DESCRIPTION OF THE TASK:
The word "Clone": in how many lines of the records does it appear? Reply with the number alone.

RECORDS FOR THIS EXERCISE:
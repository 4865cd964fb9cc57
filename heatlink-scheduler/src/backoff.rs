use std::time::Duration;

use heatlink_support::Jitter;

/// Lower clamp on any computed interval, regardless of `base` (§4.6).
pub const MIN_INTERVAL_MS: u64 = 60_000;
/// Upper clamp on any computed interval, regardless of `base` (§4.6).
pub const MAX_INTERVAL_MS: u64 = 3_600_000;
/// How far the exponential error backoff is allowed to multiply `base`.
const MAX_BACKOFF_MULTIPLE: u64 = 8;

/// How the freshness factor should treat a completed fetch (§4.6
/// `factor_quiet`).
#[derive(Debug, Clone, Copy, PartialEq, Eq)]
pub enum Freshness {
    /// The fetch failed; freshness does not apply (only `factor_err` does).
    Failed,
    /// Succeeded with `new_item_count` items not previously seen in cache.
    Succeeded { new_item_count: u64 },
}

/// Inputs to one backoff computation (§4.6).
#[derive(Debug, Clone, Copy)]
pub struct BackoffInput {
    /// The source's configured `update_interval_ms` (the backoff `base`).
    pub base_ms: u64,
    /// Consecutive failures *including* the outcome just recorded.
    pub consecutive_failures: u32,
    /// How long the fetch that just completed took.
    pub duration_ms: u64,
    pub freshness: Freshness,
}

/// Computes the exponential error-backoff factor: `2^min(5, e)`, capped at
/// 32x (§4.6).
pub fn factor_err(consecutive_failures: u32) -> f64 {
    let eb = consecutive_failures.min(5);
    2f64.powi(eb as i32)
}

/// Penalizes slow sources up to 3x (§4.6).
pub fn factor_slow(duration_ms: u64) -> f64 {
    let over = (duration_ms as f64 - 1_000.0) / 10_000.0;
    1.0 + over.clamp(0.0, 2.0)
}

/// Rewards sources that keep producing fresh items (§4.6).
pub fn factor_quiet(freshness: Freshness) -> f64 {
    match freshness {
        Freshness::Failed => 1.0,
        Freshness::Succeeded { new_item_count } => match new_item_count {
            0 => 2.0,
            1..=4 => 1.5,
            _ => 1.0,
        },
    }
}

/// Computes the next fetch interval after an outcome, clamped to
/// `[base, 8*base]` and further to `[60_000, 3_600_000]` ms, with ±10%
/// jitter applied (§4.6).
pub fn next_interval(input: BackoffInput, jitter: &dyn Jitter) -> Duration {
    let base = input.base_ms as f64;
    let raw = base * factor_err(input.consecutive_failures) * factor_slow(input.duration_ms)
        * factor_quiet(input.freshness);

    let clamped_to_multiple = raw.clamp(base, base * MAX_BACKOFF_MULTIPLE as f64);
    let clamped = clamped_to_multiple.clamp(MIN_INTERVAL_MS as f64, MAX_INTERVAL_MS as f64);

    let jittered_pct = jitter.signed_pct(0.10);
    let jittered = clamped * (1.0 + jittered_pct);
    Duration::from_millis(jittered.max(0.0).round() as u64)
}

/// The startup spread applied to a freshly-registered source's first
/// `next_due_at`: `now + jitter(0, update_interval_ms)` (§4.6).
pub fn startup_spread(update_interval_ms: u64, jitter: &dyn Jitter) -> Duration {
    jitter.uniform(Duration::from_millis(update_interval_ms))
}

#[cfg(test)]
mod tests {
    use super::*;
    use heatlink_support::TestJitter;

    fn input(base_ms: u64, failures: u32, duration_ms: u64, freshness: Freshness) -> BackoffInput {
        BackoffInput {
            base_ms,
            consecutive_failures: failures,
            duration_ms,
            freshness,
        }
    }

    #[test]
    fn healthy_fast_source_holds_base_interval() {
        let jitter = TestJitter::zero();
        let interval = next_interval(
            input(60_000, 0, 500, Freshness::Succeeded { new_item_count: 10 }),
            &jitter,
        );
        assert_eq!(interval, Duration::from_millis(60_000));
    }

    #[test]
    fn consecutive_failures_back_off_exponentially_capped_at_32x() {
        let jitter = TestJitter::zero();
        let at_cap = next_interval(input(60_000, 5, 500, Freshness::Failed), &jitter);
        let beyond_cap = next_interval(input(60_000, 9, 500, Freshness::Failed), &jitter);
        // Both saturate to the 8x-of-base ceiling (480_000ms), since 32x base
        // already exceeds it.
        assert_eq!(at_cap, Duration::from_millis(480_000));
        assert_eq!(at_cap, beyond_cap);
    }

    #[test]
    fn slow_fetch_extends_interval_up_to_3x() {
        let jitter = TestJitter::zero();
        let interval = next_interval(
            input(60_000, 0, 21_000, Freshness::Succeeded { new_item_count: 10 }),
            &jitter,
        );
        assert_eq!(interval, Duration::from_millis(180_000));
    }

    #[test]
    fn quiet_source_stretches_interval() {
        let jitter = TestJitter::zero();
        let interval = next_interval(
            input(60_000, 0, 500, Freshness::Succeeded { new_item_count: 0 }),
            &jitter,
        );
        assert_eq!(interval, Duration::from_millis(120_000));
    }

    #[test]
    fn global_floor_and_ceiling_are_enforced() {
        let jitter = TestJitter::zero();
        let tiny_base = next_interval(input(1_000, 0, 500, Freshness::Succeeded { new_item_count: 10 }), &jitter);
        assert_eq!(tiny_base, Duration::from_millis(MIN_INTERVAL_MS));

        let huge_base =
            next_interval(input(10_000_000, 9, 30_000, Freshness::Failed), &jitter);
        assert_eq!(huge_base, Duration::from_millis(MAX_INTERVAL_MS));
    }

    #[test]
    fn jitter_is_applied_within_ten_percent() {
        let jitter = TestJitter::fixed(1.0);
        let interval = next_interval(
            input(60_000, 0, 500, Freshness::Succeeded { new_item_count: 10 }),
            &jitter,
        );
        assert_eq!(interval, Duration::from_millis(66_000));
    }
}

ANSWER FOR THE TASK:
2